**WHAT YOU HAVE TO DO:** Once the line with "const EOT_MAGIC_OFFSET: usize = 34;" is found in the data, output it and each following line exactly, up to and including the line with "pub fn from_extension(extension: &str)", and nothing before or after.

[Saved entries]

[Start of section]

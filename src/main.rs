use clap::{ArgAction, Parser, Subcommand};
use f2b_config::Config;
use f2b_fonts::{encode_many_to_data_src_async, encode_many_to_data_url_async};
use f2b_inject::{Injection, inject_base64_async};
use std::path::{Path, PathBuf};
use std::process::ExitCode;
use tracing::level_filters::LevelFilter;
use tracing_subscriber::EnvFilter;

#[derive(Parser, Debug)]
#[command(name = "font2base64", version)]
#[command(about = "Inline local font files into stylesheets as base64 data URIs")]
struct Args {
    /// Configuration file (TOML, YAML or JSON), layered over the user config
    #[arg(long, global = true)]
    config: Option<PathBuf>,

    /// Match url() paths by resolved full path instead of file name
    #[arg(long, global = true)]
    fullpath: bool,

    /// Font extensions to scan for, e.g. --font-type .woff2 (repeatable)
    #[arg(long = "font-type", value_name = "EXT", global = true)]
    font_types: Vec<String>,

    /// Stylesheet extensions to scan for, e.g. --css-type .css (repeatable)
    #[arg(long = "css-type", value_name = "EXT", global = true)]
    css_types: Vec<String>,

    /// More logging (-v debug, -vv trace); RUST_LOG takes precedence
    #[arg(short, long, action = ArgAction::Count, global = true)]
    verbose: u8,

    #[command(subcommand)]
    command: Command,
}

#[derive(Subcommand, Debug)]
enum Command {
    /// Print the CSS data source of each font file, one per line
    Encode {
        #[arg(required = true)]
        files: Vec<PathBuf>,

        /// Print bare data URLs instead of `url(...) format(...)` sources
        #[arg(long)]
        url: bool,
    },
    /// Rewrite @font-face src entries of stylesheets to embed fonts
    Inject {
        /// Font file or directory
        fonts: PathBuf,

        /// Stylesheet files or directories
        #[arg(required = true)]
        stylesheets: Vec<PathBuf>,

        /// Print rewritten stylesheets instead of saving them
        #[arg(long)]
        dry_run: bool,
    },
}

impl Args {
    /// Layered configuration with command-line overrides applied on top.
    fn config(&self) -> f2b_config::error::Result<Config> {
        self.apply(Config::load(self.config.as_deref())?)
    }

    fn apply(&self, mut config: Config) -> f2b_config::error::Result<Config> {
        if self.fullpath {
            config.fullpath_match = true;
        }
        if !self.font_types.is_empty() {
            config.font_types = self.font_types.clone();
        }
        if !self.css_types.is_empty() {
            config.css_types = self.css_types.clone();
        }
        config.validate()?;
        Ok(config)
    }
}

fn init_tracing(verbose: u8) {
    let level = match verbose {
        0 => LevelFilter::INFO,
        1 => LevelFilter::DEBUG,
        _ => LevelFilter::TRACE,
    };
    tracing_subscriber::fmt()
        .with_writer(std::io::stderr)
        .with_env_filter(EnvFilter::builder().with_default_directive(level.into()).from_env_lossy())
        .init();
}

async fn encode(files: &[PathBuf], url: bool) -> bool {
    let mut success = true;
    if url {
        for (file, result) in files.iter().zip(encode_many_to_data_url_async(files).await) {
            match result {
                Ok(data_url) => println!("{data_url}"),
                Err(err) => {
                    tracing::error!(path = %file.display(), error = ?err, "Cannot encode font");
                    success = false;
                },
            }
        }
    } else {
        for (file, result) in files.iter().zip(encode_many_to_data_src_async(files).await) {
            match result {
                Ok(Some(data_src)) => println!("{data_src}"),
                Ok(None) => {
                    tracing::error!(path = %file.display(), "Unknown font type");
                    success = false;
                },
                Err(err) => {
                    tracing::error!(path = %file.display(), error = ?err, "Cannot encode font");
                    success = false;
                },
            }
        }
    }
    success
}

async fn inject(fonts: &Path, stylesheets: &[PathBuf], dry_run: bool, config: Config) -> bool {
    let resave = config.resave && !dry_run;
    let options = config.into_options().with_resave(resave);
    let injection = inject_base64_async([fonts], stylesheets, &options).await;
    if let Injection::Results(results) = &injection {
        for result in results.iter().flatten().filter(|result| result.modified) {
            let path = result.filepath.as_deref().unwrap_or(Path::new("-"));
            println!("/* {} */\n{}", path.display(), result.content);
        }
    }
    let failed = injection.failures().len();
    if failed > 0 {
        tracing::error!(failed, "Some stylesheets could not be processed");
    }
    failed == 0
}

#[tokio::main]
async fn main() -> ExitCode {
    let args = Args::parse();
    init_tracing(args.verbose);
    tracing::debug!(?args, "Starting font2base64");

    let success = match &args.command {
        Command::Encode { files, url } => encode(files, *url).await,
        Command::Inject { fonts, stylesheets, dry_run } => match args.config() {
            Ok(config) => inject(fonts, stylesheets, *dry_run, config).await,
            Err(err) => {
                tracing::error!(error = ?err, "Invalid configuration");
                false
            },
        },
    };
    match success {
        true => ExitCode::SUCCESS,
        false => ExitCode::FAILURE,
    }
}
use crate::FontType;
use crate::error::{Error, ErrorKind};
use std::{path::Path, str::FromStr};

const WOFF_MAGIC: [u8; 4] = *b"wOFF";
const WOFF2_MAGIC: [u8; 4] = *b"wOF2";
const OTF_MAGIC: [u8; 4] = *b"OTTO";
const TTF_MAGIC: [u8; 5] = [0x00, 0x01, 0x00, 0x00, 0x00];
// Legacy Apple TrueType.
const TTF_APPLE_MAGIC: [u8; 4] = *b"true";
// EOT headers are little-endian; the magic number 0x504C lives at byte 34
// and the version word at byte 8.
const EOT_MAGIC: [u8; 2] = [0x4C, 0x50];
const EOT_MAGIC_OFFSET: usize = 34;
const EOT_VERSION_OFFSET: usize = 8;
const EOT_VERSIONS: [[u8; 3]; 3] = [[0x00, 0x00, 0x01], [0x01, 0x00, 0x02], [0x02, 0x00, 0x02]];

impl FromStr for FontType {
    type Err = Error;
    fn from_str(s: &str) -> Result<Self, Self::Err> {
        let normalized = s.trim().to_lowercase();
        let extension = normalized.strip_prefix('.').unwrap_or(&normalized);
        match Self::from_extension(extension) {
            Some(font) => Ok(font),
            None => exn::bail!(ErrorKind::UnsupportedFontType(s.to_string())),
        }
    }
}

impl FontType {
    /// Look up a font type by extension, with or without the leading dot.
    #[must_use]
    pub fn from_extension(extension: &str) -> Option<Self> {
        match extension.trim_start_matches('.').to_lowercase().as_str() {
            "svg" => Some(FontType::Svg),
            "ttf" => Some(FontType::Ttf),
            "otf" => Some(FontType::Otf),
            "eot" => Some(FontType::Eot),
            "sfnt" => Some(FontType::Sfnt),
            "woff2" => Some(FontType::Woff2),
            "woff" => Some(FontType::Woff),
            _ => None,
        }
    }

    /// Detect font type from a file extension.
    #[must_use]
    pub fn from_path(path: impl AsRef<Path>) -> Option<Self> {
        path.as_ref().extension().and_then(|ext| ext.to_str()).and_then(Self::from_extension)
    }

    /// Detect font type from magic bytes.
    ///
    /// Returns `None` if no signature matches. SVG and bare sfnt files carry
    /// no reliable signature and are never detected here.
    #[must_use]
    pub fn from_magic_bytes(bytes: &[u8]) -> Option<Self> {
        if bytes.starts_with(&WOFF2_MAGIC) {
            return Some(FontType::Woff2);
        }
        if bytes.starts_with(&WOFF_MAGIC) {
            return Some(FontType::Woff);
        }
        if bytes.starts_with(&OTF_MAGIC) {
            return Some(FontType::Otf);
        }
        if bytes.starts_with(&TTF_MAGIC) || bytes.starts_with(&TTF_APPLE_MAGIC) {
            return Some(FontType::Ttf);
        }
        let eot_magic = bytes.get(EOT_MAGIC_OFFSET..EOT_MAGIC_OFFSET + EOT_MAGIC.len());
        let eot_version = bytes.get(EOT_VERSION_OFFSET..EOT_VERSION_OFFSET + 3);
        if eot_magic == Some(&EOT_MAGIC[..])
            && let Some(version) = eot_version
            && EOT_VERSIONS.iter().any(|v| v == version)
        {
            return Some(FontType::Eot);
        }
        None
    }

    /// Resolve the type of a font file from its path and content.
    ///
    /// The content signature wins over the extension, except that an `.svg`
    /// extension always resolves to [`FontType::Svg`].
    #[must_use]
    pub fn resolve(path: impl AsRef<Path>, bytes: &[u8]) -> Option<Self> {
        Self::resolve_with_hint(path, Self::from_magic_bytes(bytes))
    }

    /// Like [`resolve`](Self::resolve), but with a caller-supplied hint in
    /// place of content sniffing.
    #[must_use]
    pub fn resolve_with_hint(path: impl AsRef<Path>, hint: Option<FontType>) -> Option<Self> {
        let naive = Self::from_path(path);
        if naive == Some(FontType::Svg) {
            return naive;
        }
        hint.or(naive)
    }
}

#[cfg(test)]
mod tests {
    use crate::FontType;
    use rstest::rstest;

    fn eot_header(version: [u8; 3]) -> Vec<u8> {
        let mut header = vec![0u8; 40];
        header[8..11].copy_from_slice(&version);
        header[34..36].copy_from_slice(&[0x4C, 0x50]);
        header
    }

    #[rstest]
    #[case("woff2", FontType::Woff2)]
    #[case(".woff2", FontType::Woff2)]
    #[case("WOFF", FontType::Woff)]
    #[case("ttf", FontType::Ttf)]
    #[case(".eot", FontType::Eot)]
    #[case("sfnt", FontType::Sfnt)]
    fn test_from_str(#[case] test: &str, #[case] expected: FontType) {
        assert_eq!(test.parse::<FontType>().unwrap(), expected);
    }

    #[rstest]
    #[case("png")]
    #[case(".css")]
    #[case("")]
    fn test_from_str_invalid(#[case] test: &str) {
        assert!(test.parse::<FontType>().is_err());
    }

    #[rstest]
    #[case("fonts/a.woff2", Some(FontType::Woff2))]
    #[case("fonts/a.WOFF", Some(FontType::Woff))]
    #[case("a.svg", Some(FontType::Svg))]
    #[case("a.css", None)]
    // `.ttf` is a dotfile with no extension (like `.bashrc`).
    #[case(".ttf", None)]
    #[case("noextension", None)]
    fn test_from_path(#[case] test: &str, #[case] expected: Option<FontType>) {
        assert_eq!(FontType::from_path(test), expected);
    }

    #[rstest]
    #[case(b"wOF2\x00\x01\x00\x00", Some(FontType::Woff2))]
    #[case(b"wOFF\x00\x01\x00\x00", Some(FontType::Woff))]
    #[case(b"OTTO\x00\x0a", Some(FontType::Otf))]
    #[case(b"\x00\x01\x00\x00\x00\x0c", Some(FontType::Ttf))]
    #[case(b"true\x00\x0c", Some(FontType::Ttf))]
    #[case(b"<?xml version=\"1.0\"?><svg>", None)]
    #[case(b"\x89PNG\r\n\x1a\n", None)]
    #[case(b"", None)]
    fn test_from_magic_bytes(#[case] bytes: &[u8], #[case] expected: Option<FontType>) {
        assert_eq!(FontType::from_magic_bytes(bytes), expected);
    }

    #[rstest]
    #[case([0x00, 0x00, 0x01])]
    #[case([0x01, 0x00, 0x02])]
    #[case([0x02, 0x00, 0x02])]
    fn test_from_magic_bytes_eot(#[case] version: [u8; 3]) {
        assert_eq!(FontType::from_magic_bytes(&eot_header(version)), Some(FontType::Eot));
    }

    #[test]
    fn test_from_magic_bytes_eot_unknown_version() {
        assert_eq!(FontType::from_magic_bytes(&eot_header([0x07, 0x07, 0x07])), None);
    }

    #[test]
    fn test_resolve_prefers_content() {
        assert_eq!(FontType::resolve("font.ttf", b"wOF2...."), Some(FontType::Woff2));
        assert_eq!(FontType::resolve("font.ttf", b"not a font"), Some(FontType::Ttf));
        assert_eq!(FontType::resolve("font.bin", b"not a font"), None);
    }

    #[test]
    fn test_resolve_svg_extension_always_wins() {
        assert_eq!(FontType::resolve("font.svg", b"wOFF...."), Some(FontType::Svg));
        assert_eq!(FontType::resolve_with_hint("font.svg", Some(FontType::Otf)), Some(FontType::Svg));
    }
}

[End of section]

**REPLY TO THE EXERCISE:**
const EOT_MAGIC_OFFSET: usize = 34;
const EOT_VERSION_OFFSET: usize = 8;
const EOT_VERSIONS: [[u8; 3]; 3] = [[0x00, 0x00, 0x01], [0x01, 0x00, 0x02], [0x02, 0x00, 0x02]];

impl FromStr for FontType {
    type Err = Error;
    fn from_str(s: &str) -> Result<Self, Self::Err> {
        let normalized = s.trim().to_lowercase();
        let extension = normalized.strip_prefix('.').unwrap_or(&normalized);
        match Self::from_extension(extension) {
            Some(font) => Ok(font),
            None => exn::bail!(ErrorKind::UnsupportedFontType(s.to_string())),
        }
    }
}

impl FontType {
    /// Look up a font type by extension, with or without the leading dot.
    #[must_use]
    pub fn from_extension(extension: &str) -> Option<Self> {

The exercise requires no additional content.